The spot price of the U.S. natural gas benchmark Henry Hub hit record lows in the first half of 2020 due to mild winter early in the year and depressed demand later on with the pandemic, the Energy Information Administration (EIA) said on Monday.
The average monthly Henry Hub spot price in the first six months of 2020 was $1.81 per million British thermal units (MMBtu). Monthly prices reached as low as $1.63 per MMBtu in June, the lowest monthly inflation-adjusted price since at least 1989, according to EIA estimates.
The monthly average Henry Hub price was less than $2/MMBtu in each month from February through June. Before 2020, the real Henry Hub price had averaged less than $2/MMBtu in just one month—March 2016, the EIA noted.
Natural gas prices plunged to a 25-year-low at the end of last month, due to continued weakness in demand.

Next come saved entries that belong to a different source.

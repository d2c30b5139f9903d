//! WASM-compatible wrapper for slide salvage.
//!
//! This crate exposes the salvage pipeline and prompt builder to JavaScript
//! so the browser front end can turn a model response into slides without a
//! round trip to the server.

use deck_core::{
    extract_message_content, GenerationRequest, ModelChoice, OutlineFormatter, SalvagePath,
    SlideDraft, SlideNormalizer, SlideSalvager,
};
use serde::{Deserialize, Serialize};
use wasm_bindgen::prelude::*;

#[wasm_bindgen(start)]
pub fn init() {
    // Set up better panic messages in the console
    #[cfg(feature = "console_error_panic_hook")]
    console_error_panic_hook::set_once();
}

/// Result of salvaging a model response.
#[derive(Debug, Serialize, Deserialize)]
pub struct SalvageResult {
    /// Title of the opening slide, for naming the download.
    pub deck_title: String,
    /// Slides in display order.
    pub slides: Vec<SlideDraft>,
    /// "parsed" or "partially_recovered".
    pub path: String,
    /// Records dropped for being unparseable or missing a title.
    pub discarded: usize,
    /// Plain-text preview of the deck.
    pub outline: String,
    /// Set when the response had to be repaired.
    pub warning: Option<String>,
}

/// Prompt and request body for one generation request.
#[derive(Debug, Serialize, Deserialize)]
pub struct PromptResult {
    pub prompt: String,
    pub max_tokens: usize,
    pub api_url: String,
    /// JSON request body, serialized.
    pub body: String,
}

/// Salvage slides from a model response.
///
/// # Arguments
/// * `raw` - The model's text, or the full response body when `envelope` is set
/// * `envelope` - Whether `raw` is a chat-completions response body
/// * `clean` - Whether to collapse whitespace in slide text
///
/// # Returns
/// A JavaScript object with the salvage result, or throws the user-facing
/// failure message.
#[wasm_bindgen]
pub fn salvage_response(raw: &str, envelope: bool, clean: bool) -> Result<JsValue, JsValue> {
    let result = salvage_response_impl(raw, envelope, clean).map_err(|e| JsValue::from_str(&e))?;

    serde_wasm_bindgen::to_value(&result)
        .map_err(|e| JsValue::from_str(&format!("Serialization error: {}", e)))
}

fn salvage_response_impl(raw: &str, envelope: bool, clean: bool) -> Result<SalvageResult, String> {
    let text = if envelope {
        extract_message_content(raw).map_err(|e| e.to_string())?
    } else {
        raw.to_string()
    };

    let salvager =
        SlideSalvager::new().with_normalizer(SlideNormalizer::new().with_clean_text(clean));
    let salvaged = salvager.salvage(&text).map_err(|e| e.user_message())?;

    let outline = OutlineFormatter::new().format(&salvaged.draft);
    let (path, warning) = match salvaged.path {
        SalvagePath::Parsed => ("parsed", None),
        SalvagePath::PartiallyRecovered => (
            "partially_recovered",
            Some(
                "The response was malformed; only complete slides were kept.".to_string(),
            ),
        ),
    };

    let deck_title = salvaged
        .draft
        .title_slide()
        .map(|s| s.title.clone())
        .unwrap_or_default();

    Ok(SalvageResult {
        deck_title,
        slides: salvaged.draft.into_slides(),
        path: path.to_string(),
        discarded: salvaged.discarded,
        outline,
        warning,
    })
}

/// Build the prompt and request body for a generation request.
///
/// # Arguments
/// * `request` - A `GenerationRequest`-shaped object; missing fields take defaults
/// * `model` - Model id such as "claude-sonnet" or "groq-llama"
#[wasm_bindgen]
pub fn build_prompt(request: JsValue, model: &str) -> Result<JsValue, JsValue> {
    let request: GenerationRequest = serde_wasm_bindgen::from_value(request)
        .map_err(|e| JsValue::from_str(&format!("Invalid request: {}", e)))?;

    let result = build_prompt_impl(&request, model).map_err(|e| JsValue::from_str(&e))?;

    serde_wasm_bindgen::to_value(&result)
        .map_err(|e| JsValue::from_str(&format!("Serialization error: {}", e)))
}

fn build_prompt_impl(request: &GenerationRequest, model: &str) -> Result<PromptResult, String> {
    request.validate().map_err(|e| e.to_string())?;

    let model: ModelChoice = serde_json::from_value(serde_json::Value::String(model.to_string()))
        .map_err(|_| format!("Unknown model: {}", model))?;

    let prompt = request.build_prompt();
    let max_tokens = request.max_tokens();
    let body = model.chat_request(&prompt, max_tokens).to_string();

    Ok(PromptResult {
        prompt,
        max_tokens,
        api_url: model.config().api_url.to_string(),
        body,
    })
}
//! Error types for slide-deck salvage.

use thiserror::Error;

/// Result type alias using our Error type.
pub type Result<T> = std::result::Result<T, Error>;

/// Message shown to end users for any generation failure.
pub const GENERATION_FAILED_MESSAGE: &str =
    "No slides were generated. Try again or switch to a different model.";

/// Errors that can occur while turning a model response into a slide deck.
#[derive(Error, Debug)]
pub enum Error {
    /// The response held no `slides` collection, or none of its records
    /// could be salvaged.
    #[error("No recoverable slides: {0}")]
    NoRecoverableSlides(String),

    /// Every record was filtered out, or the collection was empty.
    #[error("No slides remained after normalization")]
    EmptyPresentation,

    /// The provider response did not have the expected envelope shape.
    #[error("Invalid provider response: {0}")]
    InvalidResponse(String),

    /// The generation request is not usable as given.
    #[error("Invalid generation request: {0}")]
    InvalidRequest(String),

    /// The API key environment variable for a provider is not set.
    #[error("Missing API key: {env_var} environment variable is not set")]
    MissingApiKey { env_var: String },

    /// JSON error outside of the salvage path (envelopes, request bodies).
    #[error("JSON error: {0}")]
    JsonError(#[from] serde_json::Error),
}

impl Error {
    /// True for the two terminal states of the salvage pipeline.
    pub fn is_generation_failure(&self) -> bool {
        matches!(self, Error::NoRecoverableSlides(_) | Error::EmptyPresentation)
    }

    /// Uniform text for end users. Both salvage failures read the same.
    pub fn user_message(&self) -> String {
        if self.is_generation_failure() {
            GENERATION_FAILED_MESSAGE.to_string()
        } else {
            self.to_string()
        }
    }
}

The milder winter early in 2020 and the economic slowdown due to the measures to contain the coronavirus pandemic resulted in lower demand for natural gas, which depressed natural gas prices.

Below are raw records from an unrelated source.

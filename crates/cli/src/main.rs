//! CLI tool for salvaging slide decks from LLM responses.

use anyhow::{Context, Result};
use clap::{Parser, Subcommand, ValueEnum};
use deck_core::{
    extract_message_content, GenerationRequest, ModelChoice, OutlineFormatter, Salvaged,
    SlideNormalizer, SlideSalvager,
};
use std::fs::File;
use std::io::{Read, Write};
use std::path::{Path, PathBuf};

/// Recover slide decks from raw model responses.
#[derive(Parser, Debug)]
#[command(name = "deck-salvage")]
#[command(author, version, about, long_about = None)]
struct Args {
    #[command(subcommand)]
    command: Command,

    /// Verbose output
    #[arg(short, long, global = true)]
    verbose: bool,
}

#[derive(Subcommand, Debug)]
enum Command {
    /// Salvage slides from saved model responses
    Salvage(SalvageArgs),
    /// Print the prompt (and optionally the request body) for a topic
    Prompt(PromptArgs),
}

#[derive(clap::Args, Debug)]
struct SalvageArgs {
    /// Response file(s), or "-" for stdin
    #[arg(required = true)]
    input: Vec<PathBuf>,

    /// Inputs are full chat-completions response bodies
    #[arg(short, long)]
    envelope: bool,

    /// Collapse whitespace and compose Unicode in slide text
    #[arg(short, long)]
    clean: bool,

    /// Output format
    #[arg(short, long, value_enum, default_value_t = OutputFormat::Json)]
    format: OutputFormat,

    /// Output directory (default: same as input file)
    #[arg(short, long)]
    output: Option<PathBuf>,

    /// Print output to stdout instead of writing to file
    #[arg(short, long)]
    print: bool,
}

#[derive(clap::Args, Debug)]
struct PromptArgs {
    /// Presentation topic
    topic: String,

    /// Number of slides
    #[arg(short = 'n', long, default_value = "10")]
    slides: usize,

    /// Output language
    #[arg(short, long, default_value = "English")]
    language: String,

    /// Category, e.g. Business or Education
    #[arg(long, default_value = "Business")]
    category: String,

    /// Tone, e.g. Professional or Casual
    #[arg(long, default_value = "Professional")]
    tone: String,

    /// Intended audience
    #[arg(long, default_value = "")]
    audience: String,

    /// Points the deck must cover
    #[arg(short, long, default_value = "")]
    key_points: String,

    /// Model to build the request body for
    #[arg(short, long, value_enum, default_value_t = ModelArg::ClaudeSonnet)]
    model: ModelArg,

    /// Print the JSON request body instead of the bare prompt
    #[arg(short, long)]
    body: bool,
}

#[derive(ValueEnum, Clone, Copy, Debug)]
enum OutputFormat {
    Json,
    Outline,
}

impl OutputFormat {
    fn extension(self) -> &'static str {
        match self {
            OutputFormat::Json => "slides.json",
            OutputFormat::Outline => "outline.txt",
        }
    }
}

#[derive(ValueEnum, Clone, Copy, Debug)]
enum ModelArg {
    ClaudeSonnet,
    GeminiFlash,
    LlamaSmall,
    Mistral,
    GroqLlama,
    GroqMixtral,
}

impl From<ModelArg> for ModelChoice {
    fn from(arg: ModelArg) -> Self {
        match arg {
            ModelArg::ClaudeSonnet => ModelChoice::ClaudeSonnet,
            ModelArg::GeminiFlash => ModelChoice::GeminiFlash,
            ModelArg::LlamaSmall => ModelChoice::LlamaSmall,
            ModelArg::Mistral => ModelChoice::Mistral,
            ModelArg::GroqLlama => ModelChoice::GroqLlama,
            ModelArg::GroqMixtral => ModelChoice::GroqMixtral,
        }
    }
}

fn main() -> Result<()> {
    let args = Args::parse();

    // Initialize logging
    if args.verbose {
        env_logger::Builder::from_env(env_logger::Env::default().default_filter_or("debug")).init();
    } else {
        env_logger::Builder::from_env(env_logger::Env::default().default_filter_or("warn")).init();
    }

    match &args.command {
        Command::Salvage(salvage_args) => run_salvage(salvage_args, args.verbose),
        Command::Prompt(prompt_args) => run_prompt(prompt_args),
    }
}

/// Salvage every input, reporting failures without stopping.
fn run_salvage(args: &SalvageArgs, verbose: bool) -> Result<()> {
    let salvager =
        SlideSalvager::new().with_normalizer(SlideNormalizer::new().with_clean_text(args.clean));
    let formatter = OutlineFormatter::new();
    let mut failures = 0;

    for input_path in &args.input {
        if verbose {
            eprintln!("Processing: {}", input_path.display());
        }

        match process_input(input_path, args, &salvager) {
            Ok(salvaged) => {
                if verbose {
                    eprintln!(
                        "  Salvaged {} slides ({:?}, {} discarded)",
                        salvaged.draft.len(),
                        salvaged.path,
                        salvaged.discarded
                    );
                }

                let output = match args.format {
                    OutputFormat::Json => format!("{}\n", salvaged.draft.to_json_pretty()?),
                    OutputFormat::Outline => formatter.format_with_newline(&salvaged.draft),
                };

                if args.print || is_stdin(input_path) {
                    print!("{}", output);
                } else {
                    let output_path =
                        get_output_path(input_path, args.output.as_ref(), args.format)?;
                    write_output(&output_path, &output)?;
                    if verbose {
                        eprintln!("Written to: {}", output_path.display());
                    }
                }
            }
            Err(e) => {
                failures += 1;
                eprintln!("Error processing {}: {:#}", input_path.display(), e);
            }
        }
    }

    if failures > 0 {
        anyhow::bail!("{} of {} inputs failed", failures, args.input.len());
    }

    Ok(())
}

/// Read one input and run it through the salvager.
fn process_input(input_path: &Path, args: &SalvageArgs, salvager: &SlideSalvager) -> Result<Salvaged> {
    let raw = read_input(input_path)?;

    let text = if args.envelope {
        extract_message_content(&raw).context("Failed to read response envelope")?
    } else {
        raw
    };

    salvager.salvage(&text).map_err(|e| {
        log::debug!("Salvage failed: {}", e);
        anyhow::anyhow!("{} ({})", e.user_message(), e)
    })
}

fn run_prompt(args: &PromptArgs) -> Result<()> {
    let request = GenerationRequest {
        topic: args.topic.clone(),
        category: args.category.clone(),
        slide_count: args.slides,
        tone: args.tone.clone(),
        audience: args.audience.clone(),
        key_points: args.key_points.clone(),
        language: args.language.clone(),
    };
    request.validate()?;

    let prompt = request.build_prompt();
    if args.body {
        let model = ModelChoice::from(args.model);
        let body = model.chat_request(&prompt, request.max_tokens());
        log::debug!("Request for {} goes to {}", model.name(), model.config().api_url);
        println!("{}", serde_json::to_string_pretty(&body)?);
    } else {
        println!("{}", prompt);
    }

    Ok(())
}

fn is_stdin(path: &Path) -> bool {
    path.as_os_str() == "-"
}

/// Read an input file, or stdin for "-".
fn read_input(path: &Path) -> Result<String> {
    let mut raw = String::new();
    if is_stdin(path) {
        std::io::stdin()
            .read_to_string(&mut raw)
            .context("Failed to read stdin")?;
    } else {
        File::open(path)
            .with_context(|| format!("Failed to open {}", path.display()))?
            .read_to_string(&mut raw)
            .with_context(|| format!("Failed to read {}", path.display()))?;
    }
    Ok(raw)
}

/// Determine the output path for a processed file.
fn get_output_path(
    input_path: &Path,
    output_dir: Option<&PathBuf>,
    format: OutputFormat,
) -> Result<PathBuf> {
    let stem = input_path
        .file_stem()
        .and_then(|s| s.to_str())
        .unwrap_or("output");

    let output_filename = format!("{}.{}", stem, format.extension());

    let output_path = match output_dir {
        Some(dir) => {
            std::fs::create_dir_all(dir)
                .with_context(|| format!("Failed to create output directory: {}", dir.display()))?;
            dir.join(output_filename)
        }
        None => match input_path.parent() {
            Some(parent) => parent.join(output_filename),
            None => PathBuf::from(output_filename),
        },
    };

    Ok(output_path)
}

/// Write output to a file.
fn write_output(path: &Path, content: &str) -> Result<()> {
    let mut file =
        File::create(path).with_context(|| format!("Failed to create {}", path.display()))?;

    file.write_all(content.as_bytes())
        .with_context(|| format!("Failed to write to {}", path.display()))?;

    Ok(())
}

#[cfg(test)]
mod tests {
    use super::*;

    #[test]
    fn test_output_path_next_to_input() {
        let path = get_output_path(Path::new("runs/reply.txt"), None, OutputFormat::Json).unwrap();
        assert_eq!(path, PathBuf::from("runs/reply.slides.json"));
    }

    #[test]
    fn test_output_path_for_outline() {
        let path = get_output_path(Path::new("reply.txt"), None, OutputFormat::Outline).unwrap();
        assert_eq!(path, PathBuf::from("reply.outline.txt"));
    }

    #[test]
    fn test_args_parse() {
        let args = Args::try_parse_from(["deck-salvage", "salvage", "-", "--format", "outline", "-c"])
            .unwrap();
        match args.command {
            Command::Salvage(s) => {
                assert!(s.clean);
                assert!(matches!(s.format, OutputFormat::Outline));
                assert!(is_stdin(&s.input[0]));
            }
            _ => panic!("expected salvage"),
        }
    }

    #[test]
    fn test_model_arg_maps_to_choice() {
        assert_eq!(ModelChoice::from(ModelArg::GroqLlama), ModelChoice::GroqLlama);
    }
}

The relatively high level of natural gas in storage has also depressed prices. Gas inventories have stayed high not only due to weak domestic demand, but also because of depressed demand for liquefied natural gas (LNG) exports out of the U.S. in the first half of 2020, the EIA said.
Historically low natural gas prices from Asia to Europe and lower demand in the pandemic have resulted in U.S. exports of LNG crashing by more than 50 percent this year, the EIA said last month.
In its latest Short-Term Energy Outlook (STEO) from last week, the EIA predicts that prices will begin to recover later in 2020, thanks to rising demand and declining production. The EIA sees the Henry Hub spot price averaging $2.46/MMBtu in Q4 2020, bringing the 2020 annual average to $1.93/MMBtu.
Next year, the Henry Hub price is set to average as much as $3.10/MMBtu, due to continued decline in production, the EIA says.